Write the material out again, line by line, exactly as it is.
----- DATASET
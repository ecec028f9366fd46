//! Page Window Service
//!
//! Read and on-demand surface in front of the cache. Opening a page makes it
//! resident right away (fetching and indexing the document first if needed)
//! and then publishes a page-changed notification so the worker can
//! reconcile the window around it.

use std::sync::Arc;

use tiffster_core::{
    EngineConfig, ImageDescriptor, IndexError, PageChanged, PageNumber, RemoteRef, TiffsterResult,
    TransportError, WindowState,
};
use tiffster_storage::{
    ContainerDecoder, DocumentCache, PageMaterializer, PageResidency, RemoteObjectStore,
};
use tokio::sync::mpsc;

use crate::reconciler::ReconcileOutcome;
use crate::retry::RetryExecutor;
use crate::worker::Delivery;

pub const OPEN_PAGE_LABEL: &str = "PageWindowService: ensure_resident";
pub const FETCH_CONTAINER_LABEL: &str = "PageWindowService: fetch_container";

// ============================================================================
// PUBLISHER
// ============================================================================

/// Sending half of the reconciliation queue.
#[derive(Debug, Clone)]
pub struct NotificationPublisher {
    tx: mpsc::Sender<Delivery>,
}

impl NotificationPublisher {
    pub fn new(tx: mpsc::Sender<Delivery>) -> Self {
        Self { tx }
    }

    /// Bounded queue of `capacity` deliveries.
    pub fn channel(capacity: usize) -> (Self, mpsc::Receiver<Delivery>) {
        let (tx, rx) = mpsc::channel(capacity);
        (Self::new(tx), rx)
    }

    /// Enqueue without waiting for the outcome.
    pub async fn publish(&self, notification: PageChanged) -> TiffsterResult<()> {
        self.tx
            .send(Delivery::new(notification))
            .await
            .map_err(|_| TransportError::ChannelClosed)?;
        Ok(())
    }

    /// Enqueue and wait for the worker's ack.
    pub async fn publish_and_wait(&self, notification: PageChanged) -> TiffsterResult<ReconcileOutcome> {
        let (delivery, ack) = Delivery::with_ack(notification);
        self.tx
            .send(delivery)
            .await
            .map_err(|_| TransportError::ChannelClosed)?;
        ack.await.map_err(|_| TransportError::AckDropped)?
    }

    pub fn is_closed(&self) -> bool {
        self.tx.is_closed()
    }
}

// ============================================================================
// SERVICE
// ============================================================================

/// Where a requested page stands before it is opened.
enum Lookup {
    Resident(Vec<ImageDescriptor>),
    Indexed,
    Unknown,
}

pub struct PageWindowService<D, S>
where
    D: ContainerDecoder,
    S: RemoteObjectStore,
{
    materializer: Arc<PageMaterializer<D, S>>,
    publisher: NotificationPublisher,
    retry: RetryExecutor,
    frames_per_page: u32,
}

impl<D, S> PageWindowService<D, S>
where
    D: ContainerDecoder,
    S: RemoteObjectStore,
{
    pub fn new(
        materializer: Arc<PageMaterializer<D, S>>,
        publisher: NotificationPublisher,
        config: &EngineConfig,
    ) -> Self {
        Self {
            materializer,
            publisher,
            retry: RetryExecutor::new(config.retry.clone()),
            frames_per_page: config.frames_per_page,
        }
    }

    pub fn cache(&self) -> &DocumentCache {
        self.materializer.cache()
    }

    pub fn publisher(&self) -> &NotificationPublisher {
        &self.publisher
    }

    /// Make `page` of `document_id` resident and return its descriptors.
    ///
    /// The document's container must already be in the container directory.
    pub async fn open_page(&self, document_id: &str, page: PageNumber) -> TiffsterResult<Vec<ImageDescriptor>> {
        self.open_page_from(document_id, page, None).await
    }

    /// Make `page` of `document_id` resident and return its descriptors.
    ///
    /// A document that is not active is activated and indexed from its
    /// container, and everything staged for other documents is purged. When
    /// the container is missing locally it is downloaded from `container`
    /// first. The page-changed notification is published after the page is
    /// resident.
    pub async fn open_page_from(
        &self,
        document_id: &str,
        page: PageNumber,
        container: Option<&RemoteRef>,
    ) -> TiffsterResult<Vec<ImageDescriptor>> {
        let notification = PageChanged::new(document_id, page);
        notification.validate()?;

        let descriptors = match self.lookup(document_id, page)? {
            Lookup::Resident(descriptors) => {
                tracing::debug!(document_id, page, "Page already resident");
                descriptors
            }
            Lookup::Indexed => self.materialize(document_id, page).await?,
            Lookup::Unknown => self.load_document(document_id, page, container).await?,
        };

        if let Err(e) = self.publisher.publish(notification).await {
            // The page is served either way; the window catches up on the
            // next notification that gets through.
            tracing::warn!(document_id, page, error = %e, "Failed to publish page change");
        }

        Ok(descriptors)
    }

    pub fn current_window(&self) -> TiffsterResult<Option<Vec<PageNumber>>> {
        self.cache().current_window()
    }

    pub fn window_state(&self) -> TiffsterResult<WindowState> {
        self.cache().window_state()
    }

    /// Descriptors of `page` for the active document, remote refs included.
    pub fn page_descriptors(&self, page: PageNumber) -> TiffsterResult<Option<Vec<ImageDescriptor>>> {
        Ok(self.cache().page(page)?.map(|entry| entry.descriptors))
    }

    fn lookup(&self, document_id: &str, page: PageNumber) -> TiffsterResult<Lookup> {
        if !self.cache().is_active(document_id)? {
            return Ok(Lookup::Unknown);
        }
        Ok(match self.cache().page(page)? {
            Some(entry) if entry.is_mirrored() => Lookup::Resident(entry.descriptors),
            Some(_) => Lookup::Indexed,
            // A complete index that lacks the page will not gain it by
            // walking the container again.
            None if self.cache().total_pages()?.is_some() => {
                return Err(IndexError::NotIndexed { page }.into());
            }
            None => Lookup::Unknown,
        })
    }

    async fn materialize(&self, document_id: &str, page: PageNumber) -> TiffsterResult<Vec<ImageDescriptor>> {
        let pages = [page];
        self.retry
            .run(OPEN_PAGE_LABEL, || {
                self.materializer.ensure_resident(document_id, &pages)
            })
            .await
    }

    /// Download the container unless a local copy exists.
    async fn fetch_container(&self, document_id: &str, container: &RemoteRef) -> TiffsterResult<()> {
        let stage = self.materializer.stage();
        let path = stage.container_path(document_id);
        if stage.exists(&path).await {
            return Ok(());
        }

        self.retry
            .run(FETCH_CONTAINER_LABEL, || {
                self.materializer.store().download(container, &path)
            })
            .await?;
        tracing::info!(document_id, remote_ref = %container, "Fetched container");
        Ok(())
    }

    async fn load_document(
        &self,
        document_id: &str,
        page: PageNumber,
        container: Option<&RemoteRef>,
    ) -> TiffsterResult<Vec<ImageDescriptor>> {
        if let Some(container) = container {
            self.fetch_container(document_id, container).await?;
        }
        if self.cache().activate(document_id)? {
            tracing::info!(document_id, "Switched active document");
        }

        let frames = self
            .cache()
            .index_container(
                document_id,
                self.materializer.decoder(),
                self.materializer.stage(),
                self.frames_per_page,
            )
            .await?;
        tracing::info!(
            document_id,
            frames,
            total_pages = ?self.cache().total_pages()?,
            "Indexed document"
        );

        let descriptors = self.materialize(document_id, page).await?;
        self.materializer.purge_foreign(document_id).await;
        Ok(descriptors)
    }
}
----------
* [YOUR SOLUTION]
repository ecec028f9366fd46
//! Page Window Service
//!
//! Read and on-demand surface in front of the cache. Opening a page makes it
//! resident right away (fetching and indexing the document first if needed)
//! and then publishes a page-changed notification so the worker can
//! reconcile the window around it.

use std::sync::Arc;

use tiffster_core::{
    EngineConfig, ImageDescriptor, IndexError, PageChanged, PageNumber, RemoteRef, TiffsterResult,
    TransportError, WindowState,
};
use tiffster_storage::{
    ContainerDecoder, DocumentCache, PageMaterializer, PageResidency, RemoteObjectStore,
};
use tokio::sync::mpsc;

use crate::reconciler::ReconcileOutcome;
use crate::retry::RetryExecutor;
use crate::worker::Delivery;

pub const OPEN_PAGE_LABEL: &str = "PageWindowService: ensure_resident";
pub const FETCH_CONTAINER_LABEL: &str = "PageWindowService: fetch_container";

// ============================================================================
// PUBLISHER
// ============================================================================

/// Sending half of the reconciliation queue.
#[derive(Debug, Clone)]
pub struct NotificationPublisher {
    tx: mpsc::Sender<Delivery>,
}

impl NotificationPublisher {
    pub fn new(tx: mpsc::Sender<Delivery>) -> Self {
        Self { tx }
    }

    /// Bounded queue of `capacity` deliveries.
    pub fn channel(capacity: usize) -> (Self, mpsc::Receiver<Delivery>) {
        let (tx, rx) = mpsc::channel(capacity);
        (Self::new(tx), rx)
    }

    /// Enqueue without waiting for the outcome.
    pub async fn publish(&self, notification: PageChanged) -> TiffsterResult<()> {
        self.tx
            .send(Delivery::new(notification))
            .await
            .map_err(|_| TransportError::ChannelClosed)?;
        Ok(())
    }

    /// Enqueue and wait for the worker's ack.
    pub async fn publish_and_wait(&self, notification: PageChanged) -> TiffsterResult<ReconcileOutcome> {
        let (delivery, ack) = Delivery::with_ack(notification);
        self.tx
            .send(delivery)
            .await
            .map_err(|_| TransportError::ChannelClosed)?;
        ack.await.map_err(|_| TransportError::AckDropped)?
    }

    pub fn is_closed(&self) -> bool {
        self.tx.is_closed()
    }
}

// ============================================================================
// SERVICE
// ============================================================================

/// Where a requested page stands before it is opened.
enum Lookup {
    Resident(Vec<ImageDescriptor>),
    Indexed,
    Unknown,
}

pub struct PageWindowService<D, S>
where
    D: ContainerDecoder,
    S: RemoteObjectStore,
{
    materializer: Arc<PageMaterializer<D, S>>,
    publisher: NotificationPublisher,
    retry: RetryExecutor,
    frames_per_page: u32,
}

impl<D, S> PageWindowService<D, S>
where
    D: ContainerDecoder,
    S: RemoteObjectStore,
{
    pub fn new(
        materializer: Arc<PageMaterializer<D, S>>,
        publisher: NotificationPublisher,
        config: &EngineConfig,
    ) -> Self {
        Self {
            materializer,
            publisher,
            retry: RetryExecutor::new(config.retry.clone()),
            frames_per_page: config.frames_per_page,
        }
    }

    pub fn cache(&self) -> &DocumentCache {
        self.materializer.cache()
    }

    pub fn publisher(&self) -> &NotificationPublisher {
        &self.publisher
    }

    /// Make `page` of `document_id` resident and return its descriptors.
    ///
    /// The document's container must already be in the container directory.
    pub async fn open_page(&self, document_id: &str, page: PageNumber) -> TiffsterResult<Vec<ImageDescriptor>> {
        self.open_page_from(document_id, page, None).await
    }

    /// Make `page` of `document_id` resident and return its descriptors.
    ///
    /// A document that is not active is activated and indexed from its
    /// container, and everything staged for other documents is purged. When
    /// the container is missing locally it is downloaded from `container`
    /// first. The page-changed notification is published after the page is
    /// resident.
    pub async fn open_page_from(
        &self,
        document_id: &str,
        page: PageNumber,
        container: Option<&RemoteRef>,
    ) -> TiffsterResult<Vec<ImageDescriptor>> {
        let notification = PageChanged::new(document_id, page);
        notification.validate()?;

        let descriptors = match self.lookup(document_id, page)? {
            Lookup::Resident(descriptors) => {
                tracing::debug!(document_id, page, "Page already resident");
                descriptors
            }
            Lookup::Indexed => self.materialize(document_id, page).await?,
            Lookup::Unknown => self.load_document(document_id, page, container).await?,
        };

        if let Err(e) = self.publisher.publish(notification).await {
            // The page is served either way; the window catches up on the
            // next notification that gets through.
            tracing::warn!(document_id, page, error = %e, "Failed to publish page change");
        }

        Ok(descriptors)
    }

    pub fn current_window(&self) -> TiffsterResult<Option<Vec<PageNumber>>> {
        self.cache().current_window()
    }

    pub fn window_state(&self) -> TiffsterResult<WindowState> {
        self.cache().window_state()
    }

    /// Descriptors of `page` for the active document, remote refs included.
    pub fn page_descriptors(&self, page: PageNumber) -> TiffsterResult<Option<Vec<ImageDescriptor>>> {
        Ok(self.cache().page(page)?.map(|entry| entry.descriptors))
    }

    fn lookup(&self, document_id: &str, page: PageNumber) -> TiffsterResult<Lookup> {
        if !self.cache().is_active(document_id)? {
            return Ok(Lookup::Unknown);
        }
        Ok(match self.cache().page(page)? {
            Some(entry) if entry.is_mirrored() => Lookup::Resident(entry.descriptors),
            Some(_) => Lookup::Indexed,
            // A complete index that lacks the page will not gain it by
            // walking the container again.
            None if self.cache().total_pages()?.is_some() => {
                return Err(IndexError::NotIndexed { page }.into());
            }
            None => Lookup::Unknown,
        })
    }

    async fn materialize(&self, document_id: &str, page: PageNumber) -> TiffsterResult<Vec<ImageDescriptor>> {
        let pages = [page];
        self.retry
            .run(OPEN_PAGE_LABEL, || {
                self.materializer.ensure_resident(document_id, &pages)
            })
            .await
    }

    /// Download the container unless a local copy exists.
    async fn fetch_container(&self, document_id: &str, container: &RemoteRef) -> TiffsterResult<()> {
        let stage = self.materializer.stage();
        let path = stage.container_path(document_id);
        if stage.exists(&path).await {
            return Ok(());
        }

        self.retry
            .run(FETCH_CONTAINER_LABEL, || {
                self.materializer.store().download(container, &path)
            })
            .await?;
        tracing::info!(document_id, remote_ref = %container, "Fetched container");
        Ok(())
    }

    async fn load_document(
        &self,
        document_id: &str,
        page: PageNumber,
        container: Option<&RemoteRef>,
    ) -> TiffsterResult<Vec<ImageDescriptor>> {
        if let Some(container) = container {
            self.fetch_container(document_id, container).await?;
        }
        if self.cache().activate(document_id)? {
            tracing::info!(document_id, "Switched active document");
        }

        let frames = self
            .cache()
            .index_container(
                document_id,
                self.materializer.decoder(),
                self.materializer.stage(),
                self.frames_per_page,
            )
            .await?;
        tracing::info!(
            document_id,
            frames,
            total_pages = ?self.cache().total_pages()?,
            "Indexed document"
        );

        let descriptors = self.materialize(document_id, page).await?;
        self.materializer.purge_foreign(document_id).await;
        Ok(descriptors)
    }
}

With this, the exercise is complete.